PROVIDED DATA:
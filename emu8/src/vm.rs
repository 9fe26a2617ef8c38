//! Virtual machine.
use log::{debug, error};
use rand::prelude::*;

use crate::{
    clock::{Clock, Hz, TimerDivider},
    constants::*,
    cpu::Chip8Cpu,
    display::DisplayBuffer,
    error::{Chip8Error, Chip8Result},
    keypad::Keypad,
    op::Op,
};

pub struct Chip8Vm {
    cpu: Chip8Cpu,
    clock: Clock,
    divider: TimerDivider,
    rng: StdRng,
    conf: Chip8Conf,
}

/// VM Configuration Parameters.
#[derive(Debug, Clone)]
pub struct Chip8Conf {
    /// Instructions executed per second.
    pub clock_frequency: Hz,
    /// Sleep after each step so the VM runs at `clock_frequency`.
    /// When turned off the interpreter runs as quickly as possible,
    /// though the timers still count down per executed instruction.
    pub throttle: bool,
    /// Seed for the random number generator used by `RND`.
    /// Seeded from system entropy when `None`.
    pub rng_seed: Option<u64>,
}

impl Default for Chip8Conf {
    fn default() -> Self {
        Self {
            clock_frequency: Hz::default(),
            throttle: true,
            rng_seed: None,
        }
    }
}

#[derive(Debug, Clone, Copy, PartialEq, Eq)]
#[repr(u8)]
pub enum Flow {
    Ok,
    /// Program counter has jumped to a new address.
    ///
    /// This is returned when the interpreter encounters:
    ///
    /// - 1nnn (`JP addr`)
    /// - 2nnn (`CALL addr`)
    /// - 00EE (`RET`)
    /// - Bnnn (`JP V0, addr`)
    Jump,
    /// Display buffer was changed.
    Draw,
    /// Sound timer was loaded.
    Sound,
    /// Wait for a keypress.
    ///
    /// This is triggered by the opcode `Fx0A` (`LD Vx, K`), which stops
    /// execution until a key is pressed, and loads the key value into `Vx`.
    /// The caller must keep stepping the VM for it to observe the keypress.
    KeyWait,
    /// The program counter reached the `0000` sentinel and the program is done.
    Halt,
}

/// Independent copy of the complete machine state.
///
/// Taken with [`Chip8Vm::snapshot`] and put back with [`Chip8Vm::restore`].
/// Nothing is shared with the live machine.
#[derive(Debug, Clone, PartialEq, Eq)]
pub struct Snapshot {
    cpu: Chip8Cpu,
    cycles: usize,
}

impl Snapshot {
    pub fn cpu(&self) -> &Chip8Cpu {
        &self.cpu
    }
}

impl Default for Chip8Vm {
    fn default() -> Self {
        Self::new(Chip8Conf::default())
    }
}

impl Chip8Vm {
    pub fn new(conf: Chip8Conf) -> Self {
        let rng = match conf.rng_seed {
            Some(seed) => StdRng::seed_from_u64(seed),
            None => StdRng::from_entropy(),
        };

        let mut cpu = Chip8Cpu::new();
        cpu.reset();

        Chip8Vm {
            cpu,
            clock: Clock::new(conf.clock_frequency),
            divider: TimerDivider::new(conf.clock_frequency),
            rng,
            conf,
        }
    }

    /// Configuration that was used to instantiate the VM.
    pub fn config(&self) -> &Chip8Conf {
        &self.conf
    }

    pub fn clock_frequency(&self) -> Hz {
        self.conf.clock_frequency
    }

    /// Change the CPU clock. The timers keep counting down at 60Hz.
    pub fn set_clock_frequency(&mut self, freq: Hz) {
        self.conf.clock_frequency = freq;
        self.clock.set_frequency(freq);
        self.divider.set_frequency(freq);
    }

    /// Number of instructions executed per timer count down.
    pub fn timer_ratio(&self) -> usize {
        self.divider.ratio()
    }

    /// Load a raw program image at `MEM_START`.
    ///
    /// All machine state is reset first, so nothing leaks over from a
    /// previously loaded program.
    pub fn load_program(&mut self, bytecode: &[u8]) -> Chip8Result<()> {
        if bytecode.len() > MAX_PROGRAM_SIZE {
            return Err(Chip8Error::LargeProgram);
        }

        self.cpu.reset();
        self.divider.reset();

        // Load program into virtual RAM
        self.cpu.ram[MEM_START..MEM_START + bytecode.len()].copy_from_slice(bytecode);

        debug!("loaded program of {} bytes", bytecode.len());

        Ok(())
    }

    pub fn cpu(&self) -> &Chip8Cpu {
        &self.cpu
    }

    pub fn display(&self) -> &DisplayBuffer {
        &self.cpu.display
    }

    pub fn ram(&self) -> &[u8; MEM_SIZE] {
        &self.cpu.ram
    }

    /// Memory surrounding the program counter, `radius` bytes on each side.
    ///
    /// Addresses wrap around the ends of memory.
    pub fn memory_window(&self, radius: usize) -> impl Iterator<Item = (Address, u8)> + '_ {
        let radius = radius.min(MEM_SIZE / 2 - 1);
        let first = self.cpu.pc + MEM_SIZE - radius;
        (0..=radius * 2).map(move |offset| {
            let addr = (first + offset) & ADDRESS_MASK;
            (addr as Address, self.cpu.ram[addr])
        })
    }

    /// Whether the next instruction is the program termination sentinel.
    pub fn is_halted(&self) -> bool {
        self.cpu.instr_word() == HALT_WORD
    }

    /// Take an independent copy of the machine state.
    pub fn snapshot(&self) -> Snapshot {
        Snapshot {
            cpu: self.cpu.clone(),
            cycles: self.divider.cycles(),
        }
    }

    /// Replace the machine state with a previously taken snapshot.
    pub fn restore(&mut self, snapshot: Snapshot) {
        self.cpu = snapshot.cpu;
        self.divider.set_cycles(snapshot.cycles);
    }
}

...

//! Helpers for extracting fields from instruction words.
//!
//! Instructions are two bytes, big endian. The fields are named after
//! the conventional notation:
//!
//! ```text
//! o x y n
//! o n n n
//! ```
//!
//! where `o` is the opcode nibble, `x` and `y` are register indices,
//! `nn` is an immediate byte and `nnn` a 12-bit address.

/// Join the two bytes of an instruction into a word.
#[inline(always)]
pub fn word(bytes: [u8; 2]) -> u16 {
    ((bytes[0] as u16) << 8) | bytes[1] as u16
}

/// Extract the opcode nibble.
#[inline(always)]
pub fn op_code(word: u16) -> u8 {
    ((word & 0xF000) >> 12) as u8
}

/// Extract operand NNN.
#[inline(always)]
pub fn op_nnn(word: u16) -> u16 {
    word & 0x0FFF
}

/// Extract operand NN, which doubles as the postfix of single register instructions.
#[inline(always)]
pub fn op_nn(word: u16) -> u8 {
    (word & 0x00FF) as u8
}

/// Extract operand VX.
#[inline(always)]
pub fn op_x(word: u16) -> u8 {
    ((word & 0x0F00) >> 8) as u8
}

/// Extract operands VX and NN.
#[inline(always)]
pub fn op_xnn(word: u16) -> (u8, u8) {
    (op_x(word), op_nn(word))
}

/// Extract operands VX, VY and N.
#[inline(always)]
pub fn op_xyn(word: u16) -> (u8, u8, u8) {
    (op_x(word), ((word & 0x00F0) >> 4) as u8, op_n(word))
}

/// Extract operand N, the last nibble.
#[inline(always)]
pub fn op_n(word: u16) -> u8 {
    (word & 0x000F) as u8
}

PROBLEM TO SOLVE: Please state how many lines in the records above hold the word "This", giving only the number.

SOLUTION BELOW: 2